La jeunesse « conteste », l’Église, plus sagement, se conteste, la sexualité « explose », et les sexes, bizarrement, s’effacent, des mariages se voudraient collectifs et officiels, des grèves se veulent « sauvages », des ministres sont « interceptés », la société en devenant de « consommation » a honte d’elle-même mais consomme de plus en plus ; quant à la frontière entre le bien et le mal, elle s’abolit sans effort grâce au LSD, que d’aucuns réclament comme un droit de l’homme... Contestation, érotisme, drogue, hippies, contraception, éducation sexuelle, un nouveau glossaire de mots clés (mais ouvrant quelles portes ?) permettrait l’inventaire de ce réel nouveau dont nous participons.

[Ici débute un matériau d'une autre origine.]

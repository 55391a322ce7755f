use std::io;
use std::net::{SocketAddr, TcpListener, TcpStream, ToSocketAddrs};

/// Non-blocking listening socket. Polled once per tick for new clients.
pub struct NetworkEndpoint {
    listener: TcpListener,
    local_addr: SocketAddr,
}

impl NetworkEndpoint {
    pub fn bind<A: ToSocketAddrs>(addr: A) -> io::Result<Self> {
        let listener = TcpListener::bind(addr)?;
        listener.set_nonblocking(true)?;

        let local_addr = listener.local_addr()?;

        Ok(Self {
            listener,
            local_addr,
        })
    }

    pub fn local_addr(&self) -> SocketAddr {
        self.local_addr
    }

    /// Every connection currently waiting in the accept queue.
    pub fn accept_pending(&self) -> io::Result<Vec<(TcpStream, SocketAddr)>> {
        let mut accepted = Vec::new();

        loop {
            match self.listener.accept() {
                Ok(pair) => accepted.push(pair),
                Err(ref e) if e.kind() == io::ErrorKind::WouldBlock => break,
                Err(ref e) if e.kind() == io::ErrorKind::Interrupted => continue,
                Err(e) => return Err(e),
            }
        }

        Ok(accepted)
    }
}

Érotisme : les murs nous en parlent, quarante ans après Freud ; ce mot jadis nourri d’encre précieuse, dans l’enfer interdit des bibliothèques, voici que les enfants d’aujourd’hui peuvent l’apprendre avec l’alphabet, et la civilisation se charge vite de leur en apprendre le sens. Là plus qu’ailleurs, la peur d’être en retard fait souvent manquer le bon autobus et déboucher avec un quart d’heure d’avance dans une impasse, bien des femmes vous le diront, comme chante Brassens. Pourquoi s’indigner ? Je constate. Que certains effets de cet « état (ou étalage) de choses » soient ou puissent être bénéfiques, certes ; mais d’autres beaucoup moins, il faut aussi le constater. Toute la culture « de masse » publicité en tête baigne dans la sexualité. La « révolution sexuelle », que certains lient à la révolution tout court – et leurs raisons ne sont pas à négliger –, constitue, pour quelques-uns, une véritable obsession qui vient remplacer feue l’obsession sexuelle de jadis, produit du refoulement dû aux contraintes sociales décrites par Freud. Ces contraintes, du reste, s’exerceraient plutôt aujourd’hui en sens inverse. Mais ne reste donc pas pucelle, ce film très récent donne assez bien le « la » de cette musique de chambre (de mineure...). Quel père de famille n’a pu constater que le besoin, pour sa fille, de ne pas le rester (pucelle...), au contraire de la génération d’avant, relevait beaucoup plus du besoin de faire comme tout le monde que de celui de braver les interdits ou simplement de « vivre sa vie ». En certains cas, le besoin d’avoir un ou une petite amis à seize ans s’apparente à celui, non moins impérieux, de posséder une vespa, un électrophone ou la dernière blouse à la mode – de quoi aurais-je l’air si je ne l’avais pas ? Ce besoin ne semble donc, parfois, sexuel que comme corollaire d’un besoin plus général et plus lancinant : celui de se sentir exister, ou plutôt de compenser d’une façon efficace le sentiment de ne pas exister et l’angoisse qu’il en résulte – à moins qu’elle ne le précède. On se rassure ainsi d’éprouver cette « difficulté d’être », dont on accuse la société. [...]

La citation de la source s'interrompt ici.